Some argue that the transformation is inconsistent with the TSE's role as a self-regulatory body.
In light of such concerns, the TSE has set up three advisory panels that will deal with market management, market regulation and discipline, so that it can heed the opinions of outsiders from brokerages and from nonfinancial firms on how the bourse should be run.
At this point, I would like to make a set of requests to those involved in operating the Tokyo market.
First of all, the TSE needs to maintain its independence from the government and to mind suggestions from investors and nonfinancial sectors. It has to create new listing rules attuned to the realities of the Japanese economy today.
Second, the TSE must not give the impression of being the same as, or an extension of, the government. It must establish an equal and tense relationship with regulatory authorities.

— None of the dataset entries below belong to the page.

#[cfg(test)]
mod tests {
    use super::*;
    use crate::model::{ArticleRow, ArticleStatus, ArticleTable, SortField, seed_rows};

    fn table() -> ArticleTable {
        ArticleTable::new(seed_rows(), TableConfig::default()).unwrap()
    }

    fn ids(table: &ArticleTable) -> Vec<u64> {
        table.visible_ids()
    }

    fn article(id: u64, traffic: u64, words: u64, status: ArticleStatus) -> ArticleRow {
        ArticleRow {
            id,
            title: format!("Article {}", id),
            keyword: format!("kw{}", id),
            traffic,
            words,
            created_on: "---".to_string(),
            status,
        }
    }

    #[test]
    fn unsorted_view_keeps_insertion_order() {
        let t = table();
        assert_eq!(ids(&t), vec![1, 2, 3, 4, 5]);
        assert_eq!(t.total(), 5);
        assert_eq!(t.page_count(), 1);
        assert_eq!(t.current_page(), 1);
        assert_eq!(t.page_size(), 10);
    }

    #[test]
    fn generated_filter_returns_three_rows_in_order() {
        let mut t = table();
        t.set_category(CategoryFilter::Only(ArticleStatus::Generated));
        let page = t.page();
        assert_eq!(page.total, 3);
        assert_eq!(page.page_count, 1);
        assert_eq!(
            page.rows.iter().map(|r| r.id).collect::<Vec<_>>(),
            vec![1, 2, 3]
        );
    }

    #[test]
    fn status_filter_only_shows_matching_status() {
        let mut t = table();
        for &status in ArticleStatus::all() {
            t.set_category(CategoryFilter::Only(status));
            assert!(t.filtered_rows().all(|r| r.status == status));
        }
        t.set_category(CategoryFilter::Only(ArticleStatus::Archived));
        assert_eq!(t.total(), 0);
        assert_eq!(t.page_count(), 1);
        assert_eq!(t.visible_rows().count(), 0);
    }

    #[test]
    fn words_descending_on_generated_rows() {
        let mut t = table();
        t.set_category(CategoryFilter::Only(ArticleStatus::Generated));
        t.set_sort(Some(SortField::Words));
        assert_eq!(t.sort().direction, SortDirection::Descending);
        let words: Vec<u64> = t.visible_rows().map(|r| r.words).collect();
        assert_eq!(words, vec![4575, 3480, 2676]);
    }

    #[test]
    fn search_is_case_insensitive_over_title_and_keyword() {
        let mut t = table();
        t.set_search("  LEAGUE ");
        assert_eq!(ids(&t), vec![1, 2, 3]);
        t.set_search("executive");
        assert_eq!(ids(&t), vec![4]);
        t.set_search("graphic design services");
        assert_eq!(ids(&t), vec![5]);
        t.set_search("no such article");
        assert!(ids(&t).is_empty());
        t.set_search("");
        assert_eq!(t.total(), 5);
    }

    #[test]
    fn excluded_rows_never_match_search() {
        let mut t = table();
        t.set_search("legends");
        for row in t.rows() {
            let matches = row.title.to_lowercase().contains("legends")
                || row.keyword.to_lowercase().contains("legends");
            assert_eq!(t.filtered_rows().any(|r| r.id == row.id), matches);
        }
    }

    #[test]
    fn sort_toggle_alternates_between_two_states() {
        let mut t = table();
        t.set_sort(Some(SortField::Traffic));
        assert_eq!(t.sort().direction, SortDirection::Descending);
        t.set_sort(Some(SortField::Traffic));
        assert_eq!(t.sort().direction, SortDirection::Ascending);
        t.set_sort(Some(SortField::Traffic));
        assert_eq!(t.sort().direction, SortDirection::Descending);

        t.set_sort(Some(SortField::Words));
        assert_eq!(t.sort().field, Some(SortField::Words));
        assert_eq!(t.sort().direction, SortDirection::Descending);

        t.set_sort(None);
        assert_eq!(t.sort().field, Some(SortField::Words));
    }

    #[test]
    fn sort_is_stable_in_both_directions() {
        let rows = vec![
            article(10, 500, 1, ArticleStatus::Generated),
            article(11, 100, 2, ArticleStatus::Generated),
            article(12, 500, 3, ArticleStatus::Generated),
            article(13, 100, 4, ArticleStatus::Generated),
            article(14, 500, 5, ArticleStatus::Generated),
        ];
        let mut t = ArticleTable::new(rows, TableConfig::default()).unwrap();

        t.set_sort(Some(SortField::Traffic));
        assert_eq!(ids(&t), vec![10, 12, 14, 11, 13]);

        t.set_sort(Some(SortField::Traffic));
        assert_eq!(ids(&t), vec![11, 13, 10, 12, 14]);
    }

    #[test]
    fn seed_traffic_ties_keep_order() {
        let mut t = table();
        t.set_sort(Some(SortField::Traffic));
        t.set_sort(Some(SortField::Traffic));
        assert_eq!(ids(&t), vec![5, 4, 1, 2, 3]);
    }

    #[test]
    fn rejected_sort_name_leaves_state_unchanged() {
        let mut t = table();
        t.set_sort(Some(SortField::Words));
        let before = t.sort();
        let err = t.set_sort_by_name("title").unwrap_err();
        assert_eq!(err, TableError::UnsupportedSortField("title".to_string()));
        assert_eq!(t.sort(), before);

        t.set_sort_by_name("traffic").unwrap();
        assert_eq!(t.sort().field, Some(SortField::Traffic));
    }

    #[test]
    fn clamps_requested_page_to_last_page() {
        let config = TableConfig::new(vec![1, 10, 25, 50], 10).unwrap();
        let mut t = ArticleTable::new(seed_rows(), config).unwrap();
        t.set_category(CategoryFilter::Only(ArticleStatus::Generated));
        t.set_page_size(1).unwrap();
        t.jump_to_page(5);
        assert_eq!(t.total(), 3);
        assert_eq!(t.page_count(), 3);
        assert_eq!(t.current_page(), 3);
        assert_eq!(ids(&t), vec![3]);
    }

    #[test]
    fn page_count_bound_holds_for_all_sizes() {
        for n in 0..=23u64 {
            let rows: Vec<ArticleRow> = (1..=n)
                .map(|id| article(id, id, id, ArticleStatus::Generated))
                .collect();
            let config = TableConfig::new(vec![1, 3, 10], 3).unwrap();
            let mut t = ArticleTable::new(rows, config).unwrap();
            for &size in &[1usize, 3, 10] {
                t.set_page_size(size).unwrap();
                let expected = (n as usize).div_ceil(size).max(1);
                assert_eq!(t.page_count(), expected);
                for page in [0usize, 1, 2, 7, 100] {
                    t.jump_to_page(page);
                    assert!((1..=t.page_count()).contains(&t.current_page()));
                    assert!(t.visible_rows().count() <= size);
                }
            }
        }
    }

    #[test]
    fn page_navigation_is_clamped_at_bounds() {
        let rows: Vec<ArticleRow> = (1..=25)
            .map(|id| article(id, id, id, ArticleStatus::Generated))
            .collect();
        let mut t = ArticleTable::new(rows, TableConfig::default()).unwrap();
        assert_eq!(t.page_count(), 3);

        t.set_page(PageMove::Previous);
        assert_eq!(t.current_page(), 1);

        t.set_page(PageMove::Next);
        t.set_page(PageMove::Next);
        t.set_page(PageMove::Next);
        assert_eq!(t.current_page(), 3);
        assert_eq!(ids(&t), (21..=25).collect::<Vec<_>>());

        t.set_page(PageMove::Previous);
        assert_eq!(t.current_page(), 2);
        assert_eq!(ids(&t).first(), Some(&11));
    }

    #[test]
    fn page_size_change_resets_page_and_rejects_unknown_sizes() {
        let rows: Vec<ArticleRow> = (1..=30)
            .map(|id| article(id, id, id, ArticleStatus::Generated))
            .collect();
        let mut t = ArticleTable::new(rows, TableConfig::default()).unwrap();
        t.set_page(PageMove::Next);
        assert_eq!(t.current_page(), 2);

        let err = t.set_page_size(7).unwrap_err();
        assert_eq!(
            err,
            TableError::UnsupportedPageSize {
                requested: 7,
                allowed: vec![10, 25, 50],
            }
        );
        assert_eq!(t.page_size(), 10);
        assert_eq!(t.current_page(), 2);

        t.set_page_size(25).unwrap();
        assert_eq!(t.current_page(), 1);
        assert_eq!(t.page_count(), 2);

        t.cycle_page_size();
        assert_eq!(t.page_size(), 50);
        t.cycle_page_size();
        assert_eq!(t.page_size(), 10);
    }

    #[test]
    fn filter_changes_return_to_first_page() {
        let rows: Vec<ArticleRow> = (1..=25)
            .map(|id| article(id, id, id, ArticleStatus::Generated))
            .collect();
        let mut t = ArticleTable::new(rows, TableConfig::default()).unwrap();
        t.set_page(PageMove::Next);
        t.set_search("article");
        assert_eq!(t.current_page(), 1);

        t.set_page(PageMove::Next);
        t.set_category(CategoryFilter::Only(ArticleStatus::Generated));
        assert_eq!(t.current_page(), 1);
    }

    #[test]
    fn selection_persists_across_search() {
        let mut t = table();
        assert!(t.toggle_row_selected(4).unwrap());
        t.set_search("league");
        assert!(!ids(&t).contains(&4));
        assert!(t.is_selected(4));
        t.set_search("");
        assert!(ids(&t).contains(&4));
        assert!(t.is_selected(4));
    }

    #[test]
    fn select_all_completes_partial_selection() {
        let mut t = table();
        for id in [1, 3, 5] {
            t.toggle_row_selected(id).unwrap();
        }
        assert!(!t.all_visible_selected());
        t.toggle_select_all_visible();
        assert_eq!(t.selected_ids(), vec![1, 2, 3, 4, 5]);
        assert!(t.all_visible_selected());
    }

    #[test]
    fn select_all_toggle_only_touches_visible_rows() {
        let mut t = table();
        t.toggle_row_selected(4).unwrap();
        t.set_category(CategoryFilter::Only(ArticleStatus::Generated));

        t.toggle_select_all_visible();
        assert_eq!(t.selected_ids(), vec![1, 2, 3, 4]);

        t.toggle_select_all_visible();
        assert_eq!(t.selected_ids(), vec![4]);
    }

    #[test]
    fn select_all_on_empty_page_is_noop() {
        let mut t = table();
        t.set_category(CategoryFilter::Only(ArticleStatus::Archived));
        t.toggle_select_all_visible();
        assert_eq!(t.selected_count(), 0);
        assert!(!t.all_visible_selected());
    }

    #[test]
    fn toggling_unknown_row_is_rejected() {
        let mut t = table();
        assert_eq!(t.toggle_row_selected(99), Err(TableError::UnknownRow(99)));
        assert_eq!(t.selected_count(), 0);
    }

    #[test]
    fn clear_and_deselect() {
        let mut t = table();
        t.toggle_select_all_visible();
        assert!(t.deselect(2));
        assert!(!t.deselect(2));
        assert_eq!(t.selected_count(), 4);
        t.clear_selection();
        assert_eq!(t.selected_count(), 0);
    }

    #[test]
    fn empty_collection_has_one_empty_page() {
        let mut t = ArticleTable::new(Vec::new(), TableConfig::default()).unwrap();
        assert_eq!(t.page_count(), 1);
        assert_eq!(t.current_page(), 1);
        assert_eq!(t.total(), 0);
        t.set_page(PageMove::Next);
        assert_eq!(t.current_page(), 1);
    }

    #[test]
    fn duplicate_ids_are_rejected() {
        let mut rows = seed_rows();
        rows.push(article(3, 1, 1, ArticleStatus::Archived));
        let err = ArticleTable::new(rows, TableConfig::default()).unwrap_err();
        assert_eq!(err, TableError::DuplicateRowId(3));
    }

    #[test]
    fn replace_rows_prunes_missing_selection() {
        let mut t = table();
        t.toggle_row_selected(2).unwrap();
        t.toggle_row_selected(5).unwrap();
        t.set_search("league");

        let rows: Vec<ArticleRow> = seed_rows().into_iter().filter(|r| r.id != 5).collect();
        t.replace_rows(rows).unwrap();
        assert_eq!(t.selected_ids(), vec![2]);
        assert_eq!(t.search(), "league");
        assert_eq!(ids(&t), vec![1, 2, 3]);
    }

    #[test]
    fn snapshot_reports_page_and_selection() {
        let mut t = table();
        t.set_category(CategoryFilter::Only(ArticleStatus::Published));
        t.toggle_row_selected(1).unwrap();
        let snap = t.snapshot();
        assert_eq!(snap.total, 1);
        assert_eq!(snap.visible_rows[0].id, 4);
        assert_eq!(snap.selected_ids, vec![1]);

        let json = serde_json::to_value(&snap).unwrap();
        assert_eq!(json["page_count"], 1);
        assert_eq!(json["visible_rows"][0]["keyword"], "virtual executive assistant");
    }

    #[test]
    fn loading_flag_is_host_controlled() {
        let mut t = table();
        assert!(!t.is_loading());
        t.set_loading(true);
        assert!(t.is_loading());
        assert_eq!(t.total(), 5);
    }
}
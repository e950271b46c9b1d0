//! One-shot timer for the simulated initial loading delay.

use std::time::{Duration, Instant};

/// Fires once after a delay when polled. Cancelling discards the result.
#[derive(Debug, Clone)]
pub struct OneShotTimer {
    deadline: Instant,
    done: bool,
}

impl OneShotTimer {
    /// Starts a timer at `now`.
    pub fn started_at(now: Instant, delay: Duration) -> Self {
        Self {
            deadline: now + delay,
            done: false,
        }
    }

    pub fn new(delay: Duration) -> Self {
        Self::started_at(Instant::now(), delay)
    }

    /// Returns true exactly once, on the first poll at or after the deadline.
    pub fn poll(&mut self, now: Instant) -> bool {
        if self.done || now < self.deadline {
            return false;
        }
        self.done = true;
        true
    }

    /// Stops the timer without firing.
    pub fn cancel(&mut self) {
        self.done = true;
    }

    /// True until the timer fired or was cancelled.
    pub fn is_pending(&self) -> bool {
        !self.done
    }
}

#[cfg(test)]
mod tests {
    use super::*;

    #[test]
    fn fires_once_after_deadline() {
        let start = Instant::now();
        let mut timer = OneShotTimer::started_at(start, Duration::from_millis(500));
        assert!(!timer.poll(start));
        assert!(!timer.poll(start + Duration::from_millis(499)));
        assert!(timer.poll(start + Duration::from_millis(500)));
        assert!(!timer.poll(start + Duration::from_secs(2)));
        assert!(!timer.is_pending());
    }

    #[test]
    fn cancelled_timer_never_fires() {
        let start = Instant::now();
        let mut timer = OneShotTimer::started_at(start, Duration::from_millis(10));
        assert!(timer.is_pending());
        timer.cancel();
        assert!(!timer.poll(start + Duration::from_secs(1)));
    }

    #[test]
    fn zero_delay_fires_on_first_poll() {
        let start = Instant::now();
        let mut timer = OneShotTimer::started_at(start, Duration::ZERO);
        assert!(timer.poll(start));
    }
}
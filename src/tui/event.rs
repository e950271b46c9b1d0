//! Event handling for TUI.
//!
//! A background thread polls the terminal and forwards key presses, resizes
//! and ticks to the app loop, which owns all state.

use std::sync::mpsc::{self, Receiver, Sender};
use std::thread;
use std::time::Duration;

use crossterm::event::{self, Event as CrosstermEvent, KeyEvent, KeyEventKind};

/// Application events.
#[derive(Debug)]
pub enum Event {
    /// Timer tick; drives the loading timer.
    Tick,
    /// Key press.
    Key(KeyEvent),
    /// Terminal resize; triggers a redraw.
    Resize,
}

/// Event handler that polls for terminal events in a separate thread.
pub struct EventHandler {
    rx: Receiver<Event>,
    /// Kept alive to prevent channel closure.
    _tx: Sender<Event>,
}

impl EventHandler {
    /// Creates a new event handler with the specified tick rate.
    pub fn new(tick_rate: Duration) -> Self {
        let (tx, rx) = mpsc::channel();
        let event_tx = tx.clone();

        thread::spawn(move || {
            loop {
                let event = if event::poll(tick_rate).unwrap_or(false) {
                    match event::read() {
                        // Release/repeat events are reported on some platforms; keep presses only.
                        Ok(CrosstermEvent::Key(key)) if key.kind == KeyEventKind::Press => {
                            Event::Key(key)
                        }
                        Ok(CrosstermEvent::Resize(_, _)) => Event::Resize,
                        _ => continue,
                    }
                } else {
                    Event::Tick
                };
                if event_tx.send(event).is_err() {
                    break;
                }
            }
        });

        Self { rx, _tx: tx }
    }

    /// Receives the next event, blocking until one is available.
    pub fn next(&self) -> Result<Event, mpsc::RecvError> {
        self.rx.recv()
    }
}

The government, meanwhile, should upgrade the Securities and Exchange Surveillance Commission into an organization with greater independence, like the Securities Exchange Commission in the United States, so that it can serve as a fair market watchdog together with the TSE and as a self-regulatory body.
Third, they must build an infrastructure that helps the TSE win when competing against rival overseas bourses, including those in Asia.
For example, the Delivery-versus-Payment system, the Trade-plus-One system for quick settlement of securities transactions, paperless operations and the Straight-through Processing mechanism should all be quickly introduced.
The TSE must also maintain a balance between its functions as a stock company and as a self-regulatory body.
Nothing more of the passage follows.